Monday, 26 July 2010

Top 6 - Sean O'Brien


There wasn't long between me reading Sean O'Brien's poem, Latinists, in the Independent on Sunday's feature in the sometime early 90's and him taking up his place among my favourite poets. And its last lines (which I only look up here to be sure) have become a chiming model of great poetry for me ever since, describing the schoolmaster's reaction to the young Sean's much-vaunted lack of Latin acumen,
When the stare you award me
Takes longer than Rome did
To flower and vanish, I notice
The bells are not working in heaven today.
Brilliant. There is a strong-armed intensity about the way that O'Brien has made his way to a central position in the sometimes gang wars of English poetry, as critic, anthologist and academic that would be frightening if it wasn't backed up by some of the most memorable poems written in the period. His poetry, at its best, has the power and rancour to take the English tradition of Larkin, and before that, Edward Thomas, to something they seem to now call 'the next level'. It's a little bit cross about things- yes, that's fine- but being angry is no use if you can't show us what you're thinking.
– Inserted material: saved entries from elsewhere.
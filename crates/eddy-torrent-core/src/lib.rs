#![forbid(unsafe_code)]
#![deny(
    warnings,
    dead_code,
    unused,
    unused_imports,
    unused_must_use,
    unreachable_pub,
    clippy::all,
    clippy::pedantic,
    clippy::cargo,
    rustdoc::broken_intra_doc_links,
    rustdoc::bare_urls,
    missing_docs
)]
#![allow(clippy::module_name_repetitions)]
#![allow(clippy::multiple_crate_versions)]
#![allow(unexpected_cfgs)]

//! Engine-agnostic torrent domain types shared across the workspace:
//! identifier handling, metainfo parsing and creation, settings, status and
//! record DTOs, the closed error taxonomy, and the persistence seam.

/// Metainfo creation from local payloads.
pub mod builder;
/// Closed error taxonomy.
pub mod error;
/// Save-path preparation and name sanitising.
pub mod fsops;
/// Persistence gateway contract.
pub mod gateway;
/// Infohash value type.
pub mod hash;
/// Magnet URI handling.
pub mod magnet;
/// BEP-3 metainfo parsing.
pub mod metainfo;
/// Persisted records and patches.
pub mod record;
/// Session and per-torrent configuration.
pub mod settings;
/// Cached status views and session statistics.
pub mod status;

pub use builder::TorrentBuilder;
pub use error::{Result, TorrentError, TorrentErrorKind};
pub use fsops::{safe_directory_name, sanitize_save_path};
pub use gateway::PersistenceGateway;
pub use hash::InfoHash;
pub use magnet::MagnetLink;
pub use metainfo::{Metainfo, MetainfoFile};
pub use record::{RecordPatch, TorrentRecord, decode_metainfo_blob, encode_metainfo_blob};
pub use settings::TorrentSettings;
pub use status::{FileStatus, SessionStats, TorrentState, TorrentStatus};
In Somebody Else and Special Train, we are shown the aftermath of what might have been England, something we might have been able to be proud of. Thomas and Larkin and even Betjeman saw it going but O'Brien saw it gone, the de-personalized, alienated, self-accusing wilderness, as perhaps,
We have sat here at twenty past six
On the wrong side of England forever,
Like mad Mass Observers observing ourselves.
The late night watchman in Thrillers and Cheese has a clear view of this nightmare underside where some perception bubbles up like a nasty thing after dark but it is our fault, our complacency and (obviously) not Sean's.
But it's not so grim as to exclude wit and the seminal tour de force Piers Powerbook's Prologue is a 'state of the nation' address in the style of Piers Plowman taking an in-depth, runaround glimpse of corruption and a place gone to bad, which it has apparently been for at least 600 years. Which reminds me of the review of the selected poems in Cousin Coat that one magazine printed for me then (perhaps even paid me for) which discussed more poems that weren't selected than were.
And so, with only one choice left, I personally go for the well-done tribute to Thom Gunn, somehow inevitably, but for the way it makes use of so many essentially Gunn words in a Gunn form and looks back admiringly at one of our greater predecessors. It might be inter-textual, pastiche, studied and all of that but it's also excellent, felt, appropriate and beautiful.